The value that any firm would have with VAR is really unmeasurable at this point in time, as the technology is still developing.  It really depends on whether a company can incorporate and harness this type of technology, and implement it successfully throughout their supply chain.  VAR can help streamline costs and improve upon efficiency.  VAR can be used by the firm either internally or externally, or both.

Internal applications of VAR would impact training and retraining costs, and could significantly decrease these.
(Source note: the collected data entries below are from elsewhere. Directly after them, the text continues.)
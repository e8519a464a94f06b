// SPDX-License-Identifier: PMPL-1.0-or-later
// Copyright (c) 2026 Jonathan D.A. Jewell (hyperpolymath) <jonathan.jewell@open.ac.uk>
//
// Scandex — Record persistence.
//
// Records live in a remote collection; this crate defines the CRUD
// contract and two implementations: the real HTTP-backed store and an
// in-memory double for tests and offline development.  There is no
// client-side cache and no offline queue.

pub mod memory;
pub mod remote;

use async_trait::async_trait;
use scandex_core::error::Result;
use scandex_core::types::{IdRecord, RecordId};

pub use memory::MemoryStore;
pub use remote::RemoteStore;

/// Durable CRUD over scanned ID records.
///
/// Records are immutable once created — there is deliberately no update
/// operation.  Correcting a record means deleting it and creating a new
/// one.
#[async_trait]
pub trait RecordStore: Send + Sync {
    /// Persist a draft record.  The draft's `id` must be `None`; the store
    /// assigns and returns the identifier.
    ///
    /// # Errors
    ///
    /// `Validation` when name or ID number is empty (checked before any
    /// transport), `StoreUnavailable` on transport or backend failure.
    async fn create(&self, draft: &IdRecord) -> Result<RecordId>;

    /// All records, ordered by scan timestamp, most recent first.  An
    /// empty collection yields an empty vec, not an error.
    async fn list(&self) -> Result<Vec<IdRecord>>;

    /// Fetch one record.  `NotFound` when the identifier does not exist.
    async fn get_by_id(&self, id: RecordId) -> Result<IdRecord>;

    /// Delete one record.  A second delete of the same identifier yields
    /// `NotFound` — deletion is not idempotent.
    async fn delete_by_id(&self, id: RecordId) -> Result<()>;
}
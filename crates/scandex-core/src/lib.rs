// SPDX-License-Identifier: PMPL-1.0-or-later
// Copyright (c) 2026 Jonathan D.A. Jewell (hyperpolymath) <jonathan.jewell@open.ac.uk>
//
// Scandex — Core types and error definitions shared across all crates.

pub mod config;
pub mod error;
pub mod human_errors;
pub mod types;

pub use config::AppConfig;
pub use error::ScandexError;
pub use types::*;
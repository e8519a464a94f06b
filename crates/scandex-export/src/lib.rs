// SPDX-License-Identifier: PMPL-1.0-or-later
// Copyright (c) 2026 Jonathan D.A. Jewell (hyperpolymath) <jonathan.jewell@open.ac.uk>
//
// Scandex — Record export.
//
// Turns an ordered set of records into one spreadsheet artifact and hands
// it to the OS share sheet.  The hand-off is best-effort: if sharing is
// unavailable the file still exists and its location is reported back.

pub mod sheet;

use std::path::{Path, PathBuf};

use chrono::{NaiveDate, Utc};
use scandex_bridge::traits::NativeShare;
use scandex_core::error::Result;
use scandex_core::types::IdRecord;
use tracing::{info, instrument, warn};

pub use sheet::{COLUMNS, SHEET_NAME, render_rows, write_workbook};

/// MIME type of the exported artifact.
pub const XLSX_MIME: &str =
    "application/vnd.openxmlformats-officedocument.spreadsheetml.sheet";

/// Title and message passed to the share sheet.
const SHARE_TITLE: &str = "ID Scan Data";
const SHARE_MESSAGE: &str = "Here is the exported ID scan data";

/// Where the export ended up.
#[derive(Debug, Clone, PartialEq, Eq)]
pub struct ExportOutcome {
    /// Location of the written artifact; valid even when sharing failed.
    pub path: PathBuf,
    pub file_name: String,
    /// Whether the share hand-off succeeded.
    pub shared: bool,
}

/// File name for an export performed on `date`: `id_scans_<ISO-date>.xlsx`.
pub fn export_file_name(date: NaiveDate) -> String {
    format!("id_scans_{}.xlsx", date.format("%Y-%m-%d"))
}

/// Export `records` into `out_dir` and offer the file via the share sheet.
///
/// Rows are written in the order received.  Zero records produce a
/// header-only file — callers that consider that pointless must refuse
/// before calling.  A failed share hand-off is downgraded to a warning;
/// the artifact survives and the outcome reports `shared: false`.
///
/// # Errors
///
/// `Export` when the workbook cannot be written; never because of the
/// share sheet.
#[instrument(skip_all, fields(records = records.len(), out_dir = %out_dir.display()))]
pub fn export_records(
    records: &[IdRecord],
    out_dir: &Path,
    share: &dyn NativeShare,
) -> Result<ExportOutcome> {
    let file_name = export_file_name(Utc::now().date_naive());
    let path = out_dir.join(&file_name);

    write_workbook(records, &path)?;
    info!(path = %path.display(), rows = records.len(), "export written");

    let shared = match share.share_file(
        &path.to_string_lossy(),
        XLSX_MIME,
        SHARE_TITLE,
        SHARE_MESSAGE,
    ) {
        Ok(()) => true,
        Err(e) => {
            // Non-fatal: the artifact is intact, the user just has to
            // fetch it from the file manager.
            warn!(path = %path.display(), error = %e, "share hand-off unavailable");
            false
        }
    };

    Ok(ExportOutcome {
        path,
        file_name,
        shared,
    })
}

#[cfg(test)]
mod tests {
    use super::*;
    use chrono::{TimeZone, Utc};
    use scandex_core::error::ScandexError;
    use std::sync::Mutex;

    struct RecordingShare {
        calls: Mutex<Vec<(String, String)>>,
        fail: bool,
    }

    impl RecordingShare {
        fn new(fail: bool) -> Self {
            Self {
                calls: Mutex::new(Vec::new()),
                fail,
            }
        }
    }

    impl NativeShare for RecordingShare {
        fn share_file(
            &self,
            path: &str,
            mime_type: &str,
            _title: &str,
            _message: &str,
        ) -> Result<()> {
            self.calls
                .lock()
                .unwrap()
                .push((path.to_string(), mime_type.to_string()));
            if self.fail {
                Err(ScandexError::PlatformUnavailable)
            } else {
                Ok(())
            }
        }
    }

    fn record(name: &str) -> IdRecord {
        IdRecord {
            name: name.into(),
            id_number: "ID-1".into(),
            ..IdRecord::draft(Utc.with_ymd_and_hms(2024, 6, 15, 12, 0, 0).unwrap())
        }
    }

    #[test]
    fn file_name_embeds_the_export_date() {
        let date = NaiveDate::from_ymd_opt(2024, 1, 31).unwrap();
        assert_eq!(export_file_name(date), "id_scans_2024-01-31.xlsx");
    }

    #[test]
    fn export_writes_and_shares() {
        let dir = tempfile::tempdir().expect("tempdir");
        let share = RecordingShare::new(false);

        let outcome =
            export_records(&[record("John Doe")], dir.path(), &share).expect("export");
        assert!(outcome.shared);
        assert!(outcome.path.exists());

        let calls = share.calls.lock().unwrap();
        assert_eq!(calls.len(), 1);
        assert_eq!(calls[0].1, XLSX_MIME);
    }

    #[test]
    fn failed_share_keeps_the_artifact_and_reports_location() {
        let dir = tempfile::tempdir().expect("tempdir");
        let share = RecordingShare::new(true);

        let outcome =
            export_records(&[record("John Doe")], dir.path(), &share).expect("export");
        assert!(!outcome.shared, "share failure must not fail the export");
        assert!(outcome.path.exists(), "artifact must survive the failure");
        assert!(outcome.file_name.starts_with("id_scans_"));
    }

    #[test]
    fn empty_export_is_permitted_at_this_layer() {
        let dir = tempfile::tempdir().expect("tempdir");
        let share = RecordingShare::new(false);

        let outcome = export_records(&[], dir.path(), &share).expect("export");
        assert!(outcome.path.exists());
    }
}
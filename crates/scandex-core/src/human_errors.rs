// SPDX-License-Identifier: PMPL-1.0-or-later
// Copyright (c) 2026 Jonathan D.A. Jewell (hyperpolymath) <jonathan.jewell@open.ac.uk>
//
// Human-readable error messages for the presentation layer.
//
// Operations return typed failures; whatever UI sits on top maps them to
// plain English here instead of raising ad-hoc pop-up dialogs.

use crate::error::{ExtractionFailure, ScandexError};

/// Severity of an error from the user's perspective.
#[derive(Debug, Clone, Copy, PartialEq, Eq)]
pub enum Severity {
    /// Network blip, timeout — retrying the same action may succeed.
    Transient,
    /// User must do something (fill a field, retake the photo).
    ActionRequired,
    /// Cannot be fixed by retrying — the operation itself is invalid.
    Permanent,
    /// Informational only; the operation actually succeeded.
    Notice,
}

/// A plain-English error with an actionable suggestion.
#[derive(Debug, Clone)]
pub struct HumanError {
    /// Plain English summary (shown as a heading).
    pub message: String,
    /// What the user should try (shown as body text).
    pub suggestion: String,
    /// Whether re-invoking the same operation makes sense.
    pub retriable: bool,
    pub severity: Severity,
}

/// Convert a `ScandexError` into something a non-technical user can act on.
pub fn humanize_error(err: &ScandexError) -> HumanError {
    match err {
        ScandexError::Validation(detail) => HumanError {
            message: "Some required information is missing.".into(),
            suggestion: format!("Please fill in the highlighted field and save again. ({detail})"),
            retriable: false,
            severity: Severity::ActionRequired,
        },

        ScandexError::StoreUnavailable(_) => HumanError {
            message: "We couldn't reach the record service.".into(),
            suggestion: "Check your internet connection, then try again.".into(),
            retriable: true,
            severity: Severity::Transient,
        },

        ScandexError::NotFound(id) => HumanError {
            message: "That record no longer exists.".into(),
            suggestion: format!("Record {id} may have been deleted on another device."),
            retriable: false,
            severity: Severity::Permanent,
        },

        ScandexError::Extraction(ExtractionFailure::Unrecognized) => HumanError {
            message: "We couldn't read the document in that photo.".into(),
            suggestion: "Hold the ID flat, fill the frame, and retake the photo.".into(),
            retriable: true,
            severity: Severity::ActionRequired,
        },

        ScandexError::Extraction(_) => HumanError {
            message: "Reading the document is taking too long.".into(),
            suggestion: "Check your connection and try scanning again.".into(),
            retriable: true,
            severity: Severity::Transient,
        },

        ScandexError::CaptureBusy => HumanError {
            message: "Still working on the previous photo.".into(),
            suggestion: "Wait a moment for the current scan to finish.".into(),
            retriable: true,
            severity: Severity::Transient,
        },

        ScandexError::Export(detail) => HumanError {
            message: "The export could not be written.".into(),
            suggestion: format!("Make sure there is storage space available. ({detail})"),
            retriable: true,
            severity: Severity::Transient,
        },

        // The artifact survives a failed share hand-off, so this is a
        // notice, not a failure.
        ScandexError::ShareUnavailable(path) => HumanError {
            message: "Sharing isn't available right now.".into(),
            suggestion: format!("The file was saved at {path}; open it from your file manager."),
            retriable: false,
            severity: Severity::Notice,
        },

        ScandexError::Io(detail) => HumanError {
            message: "A file operation failed.".into(),
            suggestion: format!("Try again. ({detail})"),
            retriable: true,
            severity: Severity::Transient,
        },

        ScandexError::Serialization(detail) => HumanError {
            message: "Some data could not be read.".into(),
            suggestion: format!("Please report this. ({detail})"),
            retriable: false,
            severity: Severity::Permanent,
        },

        ScandexError::Bridge(detail) => HumanError {
            message: "A device feature failed.".into(),
            suggestion: format!("Try again. ({detail})"),
            retriable: true,
            severity: Severity::Transient,
        },

        ScandexError::PlatformUnavailable => HumanError {
            message: "That feature isn't available on this device.".into(),
            suggestion: "Use the photo library instead of the camera.".into(),
            retriable: false,
            severity: Severity::Permanent,
        },
    }
}

#[cfg(test)]
mod tests {
    use super::*;

    #[test]
    fn share_failure_is_a_notice_not_an_error() {
        let human = humanize_error(&ScandexError::ShareUnavailable("/tmp/x.xlsx".into()));
        assert_eq!(human.severity, Severity::Notice);
        assert!(human.suggestion.contains("/tmp/x.xlsx"));
    }

    #[test]
    fn busy_capture_is_retriable() {
        let human = humanize_error(&ScandexError::CaptureBusy);
        assert!(human.retriable);
    }

    #[test]
    fn unrecognized_document_asks_for_retake() {
        let human = humanize_error(&ExtractionFailure::Unrecognized.into());
        assert_eq!(human.severity, Severity::ActionRequired);
    }
}
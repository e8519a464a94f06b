// SPDX-License-Identifier: PMPL-1.0-or-later
// Copyright (c) 2026 Jonathan D.A. Jewell (hyperpolymath) <jonathan.jewell@open.ac.uk>
//
// Scandex — Two-sided document capture.
//
// `extract` defines the boundary to the recognition backend; `session`
// drives the front-then-back capture sequence and merges the per-side
// results into one draft record.

pub mod extract;
pub mod session;

pub use extract::{CannedExtractor, ExtractedFields, ExtractionAdapter};
pub use session::{CaptureOrchestrator, CaptureProgress, CaptureState};
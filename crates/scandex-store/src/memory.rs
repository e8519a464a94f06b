// SPDX-License-Identifier: PMPL-1.0-or-later
// Copyright (c) 2026 Jonathan D.A. Jewell (hyperpolymath) <jonathan.jewell@open.ac.uk>
//
// In-memory record store.
//
// Honors the exact `RecordStore` contract (validation, ordering, NotFound
// semantics) without a network, so the capture and export flows can be
// tested against it and the CLI can run offline.

use std::sync::Mutex;

use async_trait::async_trait;
use scandex_core::error::{Result, ScandexError};
use scandex_core::types::{IdRecord, RecordId};
use tracing::debug;

use crate::RecordStore;

struct MemoryInner {
    rows: Vec<IdRecord>,
    next_id: i64,
}

/// Record store kept entirely in memory.
#[derive(Default)]
pub struct MemoryStore {
    inner: Mutex<MemoryInner>,
}

impl Default for MemoryInner {
    fn default() -> Self {
        Self {
            rows: Vec::new(),
            next_id: 1,
        }
    }
}

impl MemoryStore {
    pub fn new() -> Self {
        Self::default()
    }

    fn lock(&self) -> std::sync::MutexGuard<'_, MemoryInner> {
        self.inner.lock().expect("memory store lock poisoned")
    }
}

#[async_trait]
impl RecordStore for MemoryStore {
    async fn create(&self, draft: &IdRecord) -> Result<RecordId> {
        draft.validate_for_create()?;

        let mut inner = self.lock();
        let id = RecordId(inner.next_id);
        inner.next_id += 1;

        let mut record = draft.clone();
        record.id = Some(id);
        inner.rows.push(record);

        debug!(%id, "record created in memory");
        Ok(id)
    }

    async fn list(&self) -> Result<Vec<IdRecord>> {
        let mut rows = self.lock().rows.clone();
        rows.sort_by(|a, b| b.scan_date.cmp(&a.scan_date));
        Ok(rows)
    }

    async fn get_by_id(&self, id: RecordId) -> Result<IdRecord> {
        self.lock()
            .rows
            .iter()
            .find(|r| r.id == Some(id))
            .cloned()
            .ok_or(ScandexError::NotFound(id.0))
    }

    async fn delete_by_id(&self, id: RecordId) -> Result<()> {
        let mut inner = self.lock();
        let before = inner.rows.len();
        inner.rows.retain(|r| r.id != Some(id));
        if inner.rows.len() == before {
            return Err(ScandexError::NotFound(id.0));
        }
        debug!(%id, "record deleted from memory");
        Ok(())
    }
}

#[cfg(test)]
mod tests {
    use super::*;
    use chrono::{Duration, Utc};

    fn draft(name: &str, id_number: &str) -> IdRecord {
        IdRecord {
            name: name.into(),
            id_number: id_number.into(),
            date_of_birth: "1990-01-01".into(),
            address: "123 Main St".into(),
            ..IdRecord::draft(Utc::now())
        }
    }

    #[tokio::test]
    async fn create_then_get_round_trips_every_field_except_id() {
        let store = MemoryStore::new();
        let mut d = draft("John Doe", "ID12345678");
        d.issue_date = Some("2020-01-01".into());
        d.additional_info = Some("spot check".into());

        let id = store.create(&d).await.expect("create");
        let fetched = store.get_by_id(id).await.expect("get");

        assert_eq!(fetched.id, Some(id));
        let mut expected = d.clone();
        expected.id = Some(id);
        assert_eq!(fetched, expected);
    }

    #[tokio::test]
    async fn create_rejects_invalid_draft_without_storing_it() {
        let store = MemoryStore::new();
        let mut d = draft("", "ID1");
        d.name.clear();

        let err = store.create(&d).await.unwrap_err();
        assert!(matches!(err, ScandexError::Validation(_)));
        assert!(store.list().await.expect("list").is_empty());
    }

    #[tokio::test]
    async fn list_orders_by_scan_date_descending_regardless_of_creation_order() {
        let store = MemoryStore::new();
        let now = Utc::now();

        let mut oldest = draft("A", "ID-A");
        oldest.scan_date = now - Duration::days(2);
        let mut middle = draft("B", "ID-B");
        middle.scan_date = now - Duration::days(1);
        let mut newest = draft("C", "ID-C");
        newest.scan_date = now;

        // Created out of order on purpose.
        store.create(&middle).await.expect("create");
        store.create(&newest).await.expect("create");
        store.create(&oldest).await.expect("create");

        let names: Vec<_> = store
            .list()
            .await
            .expect("list")
            .into_iter()
            .map(|r| r.name)
            .collect();
        assert_eq!(names, vec!["C", "B", "A"]);
    }

    #[tokio::test]
    async fn empty_store_lists_nothing_without_error() {
        let store = MemoryStore::new();
        assert!(store.list().await.expect("list").is_empty());
    }

    #[tokio::test]
    async fn delete_removes_and_second_delete_is_not_found() {
        let store = MemoryStore::new();
        let id = store
            .create(&draft("John Doe", "ID12345678"))
            .await
            .expect("create");

        store.delete_by_id(id).await.expect("first delete");
        assert!(matches!(
            store.get_by_id(id).await,
            Err(ScandexError::NotFound(_))
        ));
        assert!(matches!(
            store.delete_by_id(id).await,
            Err(ScandexError::NotFound(_))
        ));
    }

    #[tokio::test]
    async fn identifiers_are_unique_across_creates() {
        let store = MemoryStore::new();
        let a = store.create(&draft("A", "ID-A")).await.expect("create");
        let b = store.create(&draft("B", "ID-B")).await.expect("create");
        assert_ne!(a, b);
    }
}
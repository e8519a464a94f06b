// SPDX-License-Identifier: PMPL-1.0-or-later
// Copyright (c) 2026 Jonathan D.A. Jewell (hyperpolymath) <jonathan.jewell@open.ac.uk>
//
// Stub bridge for desktop/CI builds where native mobile APIs are
// unavailable.  Every capability reports `PlatformUnavailable` — real
// implementations live with the platform projects.

use scandex_core::error::{Result, ScandexError};

use crate::traits::*;

/// No-op bridge returned on non-mobile platforms.
pub struct StubBridge;

impl PlatformBridge for StubBridge {
    fn platform_name(&self) -> &str {
        "Desktop (stub)"
    }

    fn as_share(&self) -> &dyn NativeShare {
        self
    }
}

impl NativeCamera for StubBridge {
    fn open_camera(&self) -> Result<Box<dyn CameraLease>> {
        tracing::warn!("NativeCamera::open_camera called on stub bridge");
        Err(ScandexError::PlatformUnavailable)
    }
}

impl NativeFilePicker for StubBridge {
    fn pick_image(&self) -> Result<Option<scandex_core::types::CapturedImage>> {
        tracing::warn!("NativeFilePicker::pick_image called on stub bridge");
        Err(ScandexError::PlatformUnavailable)
    }
}

impl NativeShare for StubBridge {
    fn share_file(
        &self,
        _path: &str,
        _mime_type: &str,
        _title: &str,
        _message: &str,
    ) -> Result<()> {
        tracing::warn!("NativeShare::share_file called on stub bridge");
        Err(ScandexError::PlatformUnavailable)
    }
}
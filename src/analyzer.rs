use log::debug;
use serde::{Deserialize, Serialize};
use std::collections::BTreeSet;

use crate::parser::Catalog;
use crate::scanner::KeyScanner;

/// 被引用但未在翻译目录中定义的键
///
/// 字段顺序决定排序: 先按命名空间，再按键。
#[derive(Debug, Clone, PartialEq, Eq, PartialOrd, Ord, Hash, Serialize, Deserialize)]
pub struct MissingKey {
    /// 访问器绑定的命名空间
    pub namespace: String,
    /// 翻译键
    pub key: String,
}

impl MissingKey {
    pub fn new(namespace: impl Into<String>, key: impl Into<String>) -> Self {
        Self {
            namespace: namespace.into(),
            key: key.into(),
        }
    }
}

/// 使用默认访问器检查源代码中缺失的翻译键
pub fn validate(content: &str, catalog: &Catalog) -> Vec<MissingKey> {
    validate_with(KeyScanner::shared(), content, catalog)
}

/// 检查源代码中缺失的翻译键，结果按 (命名空间, 键) 排序且不重复
pub fn validate_with(scanner: &KeyScanner, content: &str, catalog: &Catalog) -> Vec<MissingKey> {
    let bindings = scanner.find_accessor_bindings(content);
    if bindings.is_empty() {
        debug!("未找到任何访问器绑定，跳过检查");
        return Vec::new();
    }

    let mut missing = BTreeSet::new();
    for (alias, namespace) in &bindings {
        for key in scanner.find_usages(content, alias) {
            if !catalog.contains_key(namespace, &key) {
                debug!("缺失的翻译键: {}.{} (通过 {} 调用)", namespace, key, alias);
                missing.insert(MissingKey::new(namespace.as_str(), key));
            }
        }
    }

    missing.into_iter().collect()
}
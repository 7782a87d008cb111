use anyhow::Result;
use colored::*;
use serde::{Deserialize, Serialize};
use std::io::Write;
use std::path::Path;

use crate::analyzer::MissingKey;

/// 单个文件的检查结果
#[derive(Debug, Clone, Serialize, Deserialize)]
pub struct FileReport {
    /// 文件路径（相对项目根目录）
    pub file_path: String,
    /// 组件名，即文件名去掉扩展名
    pub component: String,
    /// 缺失的翻译键
    pub missing_keys: Vec<MissingKey>,
}

impl FileReport {
    pub fn new(file_path: &Path, display_path: String, missing_keys: Vec<MissingKey>) -> Self {
        let component = file_path
            .file_stem()
            .and_then(|s| s.to_str())
            .unwrap_or_default()
            .to_string();

        Self {
            file_path: display_path,
            component,
            missing_keys,
        }
    }

    fn file_name(&self) -> &str {
        Path::new(&self.file_path)
            .file_name()
            .and_then(|s| s.to_str())
            .unwrap_or(&self.file_path)
    }
}

/// 统计信息
#[derive(Debug, Clone, Serialize, Deserialize)]
pub struct Stats {
    /// 扫描的文件数量
    pub files_scanned: usize,
    /// 存在缺失键的文件数量
    pub files_with_findings: usize,
    /// 缺失键总数
    pub total_missing: usize,
}

/// check 命令的完整报告
#[derive(Debug, Clone, Serialize, Deserialize)]
pub struct CheckReport {
    /// 基准翻译文件路径
    pub catalog_path: String,
    /// 其余语言文件数量
    #[serde(skip)]
    pub other_locales: usize,
    /// 存在缺失键的文件
    pub files: Vec<FileReport>,
    pub stats: Stats,
}

impl CheckReport {
    pub fn new(catalog_path: String, other_locales: usize, files_scanned: usize, files: Vec<FileReport>) -> Self {
        let files: Vec<FileReport> = files
            .into_iter()
            .filter(|f| !f.missing_keys.is_empty())
            .collect();
        let stats = Stats {
            files_scanned,
            files_with_findings: files.len(),
            total_missing: files.iter().map(|f| f.missing_keys.len()).sum(),
        };

        Self {
            catalog_path,
            other_locales,
            files,
            stats,
        }
    }
}

/// 输出单个文件的缺失键警告
pub fn write_file_warning(
    writer: &mut dyn Write,
    file: &FileReport,
    catalog_path: &str,
    other_locales: usize,
) -> Result<()> {
    writeln!(
        writer,
        "\n{}",
        format!("⚠️  [{}] 检测到缺失的翻译键!", file.file_name()).bold().yellow()
    )?;

    for missing in &file.missing_keys {
        writeln!(
            writer,
            "  {} {} → [\"{}\"][\"{}\"]",
            "✗".red(),
            catalog_path,
            missing.namespace,
            missing.key.red()
        )?;
    }

    writeln!(
        writer,
        "\n这些键会在界面上以 \"{}.keyName\" 形式的原始字符串显示。",
        file.component
    )?;
    if other_locales > 0 {
        writeln!(
            writer,
            "请在 {} 中添加这些键，并同步更新其余 {} 个语言文件。\n",
            catalog_path, other_locales
        )?;
    } else {
        writeln!(writer, "请在 {} 中添加这些键。\n", catalog_path)?;
    }

    Ok(())
}

/// 生成文本格式的报告
pub fn print_text_report(writer: &mut dyn Write, report: &CheckReport) -> Result<()> {
    for file in &report.files {
        write_file_warning(writer, file, &report.catalog_path, report.other_locales)?;
    }

    writeln!(writer, "{}", "统计信息:".bold())?;
    writeln!(writer, "  扫描的文件数量: {}", report.stats.files_scanned)?;
    writeln!(writer, "  存在缺失键的文件数量: {}", report.stats.files_with_findings)?;
    writeln!(writer, "  缺失的翻译键数量: {}", report.stats.total_missing)?;

    if report.stats.total_missing == 0 {
        writeln!(writer, "\n{}", "未发现缺失的翻译键。".green())?;
    }

    Ok(())
}

/// 生成 JSON 格式的报告
pub fn print_json_report(writer: &mut dyn Write, report: &CheckReport) -> Result<()> {
    let json = serde_json::to_string_pretty(report)?;
    writeln!(writer, "{}", json)?;
    Ok(())
}

/// 生成 YAML 格式的报告
pub fn print_yaml_report(writer: &mut dyn Write, report: &CheckReport) -> Result<()> {
    let yaml = serde_yaml::to_string(report)?;
    write!(writer, "{}", yaml)?;
    Ok(())
}
use i18n_guard::scanner::{KeyScanner, find_accessor_bindings, find_usages};
use i18n_guard::config::default_accessors;
use std::collections::{BTreeMap, BTreeSet};

fn bindings(pairs: &[(&str, &str)]) -> BTreeMap<String, String> {
    pairs
        .iter()
        .map(|(alias, ns)| (alias.to_string(), ns.to_string()))
        .collect()
}

fn keys(items: &[&str]) -> BTreeSet<String> {
    items.iter().map(|s| s.to_string()).collect()
}

#[test]
fn test_bindings_in_all_supported_forms() {
    let source = r#"
const t = useTranslations("Home");
let tc = useTranslations('Common');
var tb = useTranslations(`Backtick`);
const tTools = await getTranslations("Tools");
const tCat = await getTranslations({ locale, namespace: "Categories.developer" });
const tMeta = await getTranslations({ namespace: 'Meta', locale });
const tWrapped = useTranslations(
  "Wrapped"
);
"#;

    assert_eq!(
        find_accessor_bindings(source),
        bindings(&[
            ("t", "Home"),
            ("tc", "Common"),
            ("tb", "Backtick"),
            ("tTools", "Tools"),
            ("tCat", "Categories.developer"),
            ("tMeta", "Meta"),
            ("tWrapped", "Wrapped"),
        ])
    );
}

#[test]
fn test_computed_namespaces_produce_no_binding() {
    let source = r#"
const t = useTranslations(namespace);
const tTools = await getTranslations({ locale, namespace: `Tools.${SLUG}` });
const tx = useTranslations("Tools." + slug);
const tNone = useTranslations();
"#;

    assert!(find_accessor_bindings(source).is_empty());
}

#[test]
fn test_later_binding_wins() {
    let source = r#"
function A() { const t = useTranslations("First"); }
function B() { const t = useTranslations("Second"); }
"#;

    assert_eq!(find_accessor_bindings(source), bindings(&[("t", "Second")]));
}

#[test]
fn test_usages_with_literal_first_argument() {
    let source = r#"
t("double");
t('single');
t(`backtick`);
t("withValues", { count: 3 });
t.rich("rich", { b: (c) => <b>{c}</b> });
t.markup("markup", {});
t.raw("raw");
t(
  "multiline"
);
[t("first"),t("second")]
"#;

    assert_eq!(
        find_usages(source, "t"),
        keys(&[
            "backtick",
            "double",
            "first",
            "markup",
            "multiline",
            "raw",
            "rich",
            "second",
            "single",
            "withValues",
        ])
    );
}

#[test]
fn test_usages_ignore_non_literal_and_other_identifiers() {
    let source = r#"
t(key);
t(`dynamic.${key}`);
t("concat" + key);
t();
t.has("checked");
tCommon("other");
format("notAKey");
i18n.t("member");
$t("dollar");
"#;

    assert!(find_usages(source, "t").is_empty());
}

#[test]
fn test_usages_are_deduplicated_and_sorted() {
    let source = r#"t("b"); t("a"); t("b"); t('a');"#;

    let found: Vec<String> = find_usages(source, "t").into_iter().collect();
    assert_eq!(found, vec!["a".to_string(), "b".to_string()]);
}

#[test]
fn test_alias_with_dollar_sign() {
    let source = r#"$t("dollar"); t("plain");"#;

    assert_eq!(find_usages(source, "$t"), keys(&["dollar"]));
}

#[test]
fn test_shared_scanner_matches_default_accessors() {
    let source = r#"
const t = useTranslations("Home");
const tTools = await getTranslations({ locale, namespace: "Tools" });
"#;
    let explicit = KeyScanner::new(&default_accessors()).unwrap();

    assert_eq!(
        KeyScanner::shared().find_accessor_bindings(source),
        explicit.find_accessor_bindings(source)
    );
    assert_eq!(
        KeyScanner::default().find_accessor_bindings(source),
        find_accessor_bindings(source)
    );
    // 重复调用得到相同结果
    assert_eq!(find_accessor_bindings(source), find_accessor_bindings(source));
    assert_eq!(find_accessor_bindings(source).len(), 2);
}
A tool to decrease internal costs would be to use Simulation labs, where employees are trained to do their jobs in different situations.  This can lead to an effective and efficient workforce.  Research, technology, and even IS development could also benefit from VAR as it can be a very important tool to use when making decisions and planning for the future.  This can also be used when a firm is developing safety drills, like in the case of an Active Shooter or fire, as it done it many Canadian post-secondary institutions. The government also benefits from VAR, as this technology is used within the Military for training, drills, and use within equipment, and can be used in Urban and public development projects (Kipper, 2012).